Data shown ▸
════════
use hikitsugi::cli::commands::{CliArgs, Commands};
use hikitsugi::cli::handlers::{
    handle_config, handle_document, handle_questions, handle_run, handle_status,
};
use hikitsugi::util::logging::{init_logging, parse_level, LoggingConfig};
use hikitsugi::VERSION;

use clap::Parser;
use std::env;
use tracing::{debug, Level};

#[tokio::main]
async fn main() {
    let args = CliArgs::parse();
    init_logging_from_args(&args);

    debug!("hikitsugi v{} starting", VERSION);
    debug!("Arguments: {:?}", args);

    let exit_code = match &args.command {
        Commands::Run(run_args) => handle_run(run_args, args.quiet).await,
        Commands::Status(status_args) => handle_status(status_args).await,
        Commands::Document(document_args) => handle_document(document_args).await,
        Commands::Questions(questions_args) => handle_questions(questions_args).await,
        Commands::Config(config_args) => handle_config(config_args).await,
    };

    std::process::exit(exit_code);
}

/// `--log-level` wins over `-v`/`-q`, which win over `HIKITSUGI_LOG_LEVEL`
fn init_logging_from_args(args: &CliArgs) {
    let requested = if let Some(level_str) = &args.log_level {
        level_str.clone()
    } else if args.verbose {
        "debug".to_string()
    } else if args.quiet {
        "error".to_string()
    } else {
        env::var("HIKITSUGI_LOG_LEVEL").unwrap_or_else(|_| "warn".to_string())
    };

    let level = parse_level(&requested).unwrap_or_else(|| {
        eprintln!(
            "Invalid log level '{}', defaulting to INFO. Valid levels: trace, debug, info, warn, error",
            requested
        );
        Level::INFO
    });

    let use_json = env::var("HIKITSUGI_LOG_JSON")
        .ok()
        .and_then(|v| v.parse::<bool>().ok())
        .unwrap_or(false);

    init_logging(LoggingConfig {
        level,
        use_json,
        ..LoggingConfig::default()
    });
}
════════
Task to carry out ▸
Line by line, the listing above is to be transcribed exactly.

Task result ▸
use hikitsugi::cli::commands::{CliArgs, Commands};
use hikitsugi::cli::handlers::{
    handle_config, handle_document, handle_questions, handle_run, handle_status,
};
use hikitsugi::util::logging::{init_logging, parse_level, LoggingConfig};
use hikitsugi::VERSION;

use clap::Parser;
use std::env;
use tracing::{debug, Level};

#[tokio::main]
async fn main() {
    let args = CliArgs::parse();
    init_logging_from_args(&args);

    debug!("hikitsugi v{} starting", VERSION);
    debug!("Arguments: {:?}", args);

    let exit_code = match &args.command {
        Commands::Run(run_args) => handle_run(run_args, args.quiet).await,
        Commands::Status(status_args) => handle_status(status_args).await,
        Commands::Document(document_args) => handle_document(document_args).await,
        Commands::Questions(questions_args) => handle_questions(questions_args).await,
        Commands::Config(config_args) => handle_config(config_args).await,
    };

    std::process::exit(exit_code);
}

/// `--log-level` wins over `-v`/`-q`, which win over `HIKITSUGI_LOG_LEVEL`
fn init_logging_from_args(args: &CliArgs) {
    let requested = if let Some(level_str) = &args.log_level {
        level_str.clone()
    } else if args.verbose {
        "debug".to_string()
    } else if args.quiet {
        "error".to_string()
    } else {
        env::var("HIKITSUGI_LOG_LEVEL").unwrap_or_else(|_| "warn".to_string())
    };

    let level = parse_level(&requested).unwrap_or_else(|| {
        eprintln!(
            "Invalid log level '{}', defaulting to INFO. Valid levels: trace, debug, info, warn, error",
            requested
        );
        Level::INFO
    });

    let use_json = env::var("HIKITSUGI_LOG_JSON")
        .ok()
        .and_then(|v| v.parse::<bool>().ok())
        .unwrap_or(false);

    init_logging(LoggingConfig {
        level,
        use_json,
        ..LoggingConfig::default()
    });
}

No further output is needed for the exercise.